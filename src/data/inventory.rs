//! Inventory data repository.
//!
//! Inventories are stored as one JSON document per character in the
//! `inventories` table, keyed by the owner's Discord ID.

use migration::OnConflict;
use sea_orm::{ActiveValue, ConnectionTrait, DatabaseConnection, DbErr, EntityTrait};

use crate::model::inventory::Inventory;

/// Works on a plain connection or inside a transaction opened by the caller.
pub struct InventoryRepository<'a, C = DatabaseConnection> {
    db: &'a C,
}

impl<'a, C: ConnectionTrait> InventoryRepository<'a, C> {
    /// Creates a new InventoryRepository instance.
    ///
    /// # Arguments
    /// - `db` - Reference to the database connection or transaction
    pub fn new(db: &'a C) -> Self {
        Self { db }
    }

    /// Loads the inventory of a character.
    ///
    /// # Returns
    /// - `Ok(Some(Inventory))` - Stored inventory
    /// - `Ok(None)` - Nothing stored for this id
    /// - `Err(DbErr)` - Database error or a document that is not valid inventory JSON
    pub async fn load(&self, id: u64) -> Result<Option<Inventory>, DbErr> {
        let entity = entity::prelude::Inventory::find_by_id(id.to_string())
            .one(self.db)
            .await?;

        entity
            .map(|row| Inventory::from_json(&row.inventory))
            .transpose()
            .map_err(|e| DbErr::Custom(format!("Failed to parse inventory {}: {}", id, e)))
    }

    /// Inserts or replaces the inventory of a character.
    pub async fn save(&self, id: u64, inventory: &Inventory) -> Result<(), DbErr> {
        let json = inventory
            .to_json()
            .map_err(|e| DbErr::Custom(format!("Failed to serialize inventory {}: {}", id, e)))?;

        entity::prelude::Inventory::insert(entity::inventory::ActiveModel {
            id: ActiveValue::Set(id.to_string()),
            inventory: ActiveValue::Set(json),
        })
        .on_conflict(
            OnConflict::column(entity::inventory::Column::Id)
                .update_column(entity::inventory::Column::Inventory)
                .to_owned(),
        )
        .exec(self.db)
        .await?;

        Ok(())
    }

    /// Deletes the inventory of a character, succeeding when none exists.
    pub async fn delete(&self, id: u64) -> Result<(), DbErr> {
        entity::prelude::Inventory::delete_by_id(id.to_string())
            .exec(self.db)
            .await?;

        Ok(())
    }
}
//! Character creation and the first-time setup flow.

use crate::{
    cache::character::CharacterCache,
    error::{domain::DomainError, AppError},
    model::{
        character::{is_valid_name, Character},
        skill::{starter_skill, Skill},
    },
};

pub struct CharacterService<'a> {
    characters: &'a CharacterCache,
}

impl<'a> CharacterService<'a> {
    /// Creates a new CharacterService instance.
    ///
    /// # Arguments
    /// - `characters` - Cache the service reads and writes characters through
    pub fn new(characters: &'a CharacterCache) -> Self {
        Self { characters }
    }

    /// Creates a character with default stats in the starting town.
    ///
    /// Names are trimmed and must be 1 to 32 characters long.
    ///
    /// # Arguments
    /// - `discord_client_id` - Discord ID of the user creating the character
    /// - `language` - Language chosen during setup
    /// - `first_name` / `last_name` - Values typed into the creator modal
    ///
    /// # Returns
    /// - `Ok(Character)` - The stored character
    /// - `Err(AppError::DomainErr(InvalidName))` - A name is empty or too long
    /// - `Err(AppError::DomainErr(CharacterExists))` - The user already has a character
    /// - `Err(AppError::DbErr)` - Database error while loading or saving
    pub async fn create_new_character(
        &self,
        discord_client_id: u64,
        language: &str,
        first_name: &str,
        last_name: &str,
    ) -> Result<Character, AppError> {
        for name in [first_name, last_name] {
            if !is_valid_name(name) {
                return Err(DomainError::InvalidName(name.to_string()).into());
            }
        }

        if self.characters.get(discord_client_id).await?.is_some() {
            return Err(DomainError::CharacterExists.into());
        }

        let character = Character::new(
            discord_client_id,
            language,
            first_name.trim(),
            last_name.trim(),
        );
        self.characters.create(character.clone()).await?;

        tracing::info!(
            "Created character {} for user {}",
            character.full_name(),
            discord_client_id
        );

        Ok(character)
    }

    /// Teaches a freshly created character one skill of the starter set.
    ///
    /// # Arguments
    /// - `discord_client_id` - Discord ID of the owning user
    /// - `skill_name` - Name of a skill from the starter set
    ///
    /// # Returns
    /// - `Ok((Character, &Skill))` - Updated character and the learned skill
    /// - `Err(AppError::DomainErr(NoCharacter))` - The user has no character
    /// - `Err(AppError::DomainErr(AlreadyChoseSkill))` - The character already knows a skill
    /// - `Err(AppError::DomainErr(UnknownSkill))` - `skill_name` is not a starter skill
    pub async fn choose_starter_skill(
        &self,
        discord_client_id: u64,
        skill_name: &str,
    ) -> Result<(Character, &'static Skill), AppError> {
        let mut character = self
            .characters
            .get(discord_client_id)
            .await?
            .ok_or(DomainError::NoCharacter)?;

        if !character.skills.is_empty() {
            return Err(DomainError::AlreadyChoseSkill.into());
        }

        let (skill, level) = starter_skill(skill_name)
            .ok_or_else(|| DomainError::UnknownSkill(skill_name.to_string()))?;

        character.set_skill(skill, skill.level_to_experience(level));
        self.characters.put(character.clone()).await?;

        Ok((character, skill))
    }

    /// Changes the language messages are shown in for this character.
    pub async fn set_language(
        &self,
        discord_client_id: u64,
        language: &str,
    ) -> Result<Character, AppError> {
        let mut character = self
            .characters
            .get(discord_client_id)
            .await?
            .ok_or(DomainError::NoCharacter)?;

        character.language = language.to_string();
        self.characters.put(character.clone()).await?;

        Ok(character)
    }
}

#[cfg(test)]
mod tests {
    use super::*;
    use crate::model::{location::Location, skill::SWIFT_FEET, town::DEFAULT_TOWN};
    use test_utils::builder::TestBuilder;

    #[tokio::test]
    async fn creates_character_once() -> Result<(), AppError> {
        let test = TestBuilder::new()
            .with_character_tables()
            .build()
            .await
            .unwrap();
        let db = test.db.as_ref().unwrap();

        let cache = CharacterCache::new(db.clone());
        let service = CharacterService::new(&cache);

        let character = service
            .create_new_character(1, "de-DE", " Ada ", "Stone")
            .await?;
        assert_eq!(character.first_name, "Ada");
        assert_eq!(character.language, "de-DE");
        assert_eq!(character.location, Location::town_center(DEFAULT_TOWN));
        assert_eq!(cache.total_created(), 1);

        let again = service.create_new_character(1, "en-US", "Bob", "Stone").await;
        assert!(matches!(
            again,
            Err(AppError::DomainErr(DomainError::CharacterExists))
        ));

        Ok(())
    }

    #[tokio::test]
    async fn rejects_invalid_names() -> Result<(), AppError> {
        let test = TestBuilder::new()
            .with_character_tables()
            .build()
            .await
            .unwrap();
        let db = test.db.as_ref().unwrap();

        let cache = CharacterCache::new(db.clone());
        let service = CharacterService::new(&cache);

        let result = service.create_new_character(1, "en-US", "", "Stone").await;
        assert!(matches!(
            result,
            Err(AppError::DomainErr(DomainError::InvalidName(_)))
        ));

        let long = "x".repeat(33);
        let result = service.create_new_character(1, "en-US", "Ada", &long).await;
        assert!(matches!(
            result,
            Err(AppError::DomainErr(DomainError::InvalidName(_)))
        ));
        assert!(cache.get(1).await?.is_none());

        Ok(())
    }

    #[tokio::test]
    async fn chooses_starter_skill_once() -> Result<(), AppError> {
        let test = TestBuilder::new()
            .with_character_tables()
            .build()
            .await
            .unwrap();
        let db = test.db.as_ref().unwrap();

        let cache = CharacterCache::new(db.clone());
        let service = CharacterService::new(&cache);

        let missing = service.choose_starter_skill(1, "SWIFT_FEET").await;
        assert!(matches!(
            missing,
            Err(AppError::DomainErr(DomainError::NoCharacter))
        ));

        service
            .create_new_character(1, "en-US", "Ada", "Stone")
            .await?;

        let unknown = service.choose_starter_skill(1, "FIREBALL").await;
        assert!(matches!(
            unknown,
            Err(AppError::DomainErr(DomainError::UnknownSkill(_)))
        ));

        let (character, skill) = service.choose_starter_skill(1, "SWIFT_FEET").await?;
        assert_eq!(skill, &SWIFT_FEET);
        assert_eq!(SWIFT_FEET.experience_to_level(character.skill_experience(&SWIFT_FEET).unwrap()), 1);
        assert_eq!(character.skilled_stats().agility, 6);

        let twice = service.choose_starter_skill(1, "MEGALUCK").await;
        assert!(matches!(
            twice,
            Err(AppError::DomainErr(DomainError::AlreadyChoseSkill))
        ));

        Ok(())
    }

    #[tokio::test]
    async fn changes_language() -> Result<(), AppError> {
        let test = TestBuilder::new()
            .with_character_tables()
            .build()
            .await
            .unwrap();
        let db = test.db.as_ref().unwrap();

        let cache = CharacterCache::new(db.clone());
        let service = CharacterService::new(&cache);
        service
            .create_new_character(1, "en-US", "Ada", "Stone")
            .await?;

        service.set_language(1, "de-DE").await?;

        let fresh = CharacterCache::new(db.clone());
        assert_eq!(fresh.get(1).await?.map(|c| c.language), Some("de-DE".to_string()));

        Ok(())
    }
}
◇ ◇ ◇ ◇ ◇ ◇ ◇
■ Work request
Could you copy every line from the records that mentions the word "transaction"?

■ Reply to the task
/// Works on a plain connection or inside a transaction opened by the caller.
    /// - `db` - Reference to the database connection or transaction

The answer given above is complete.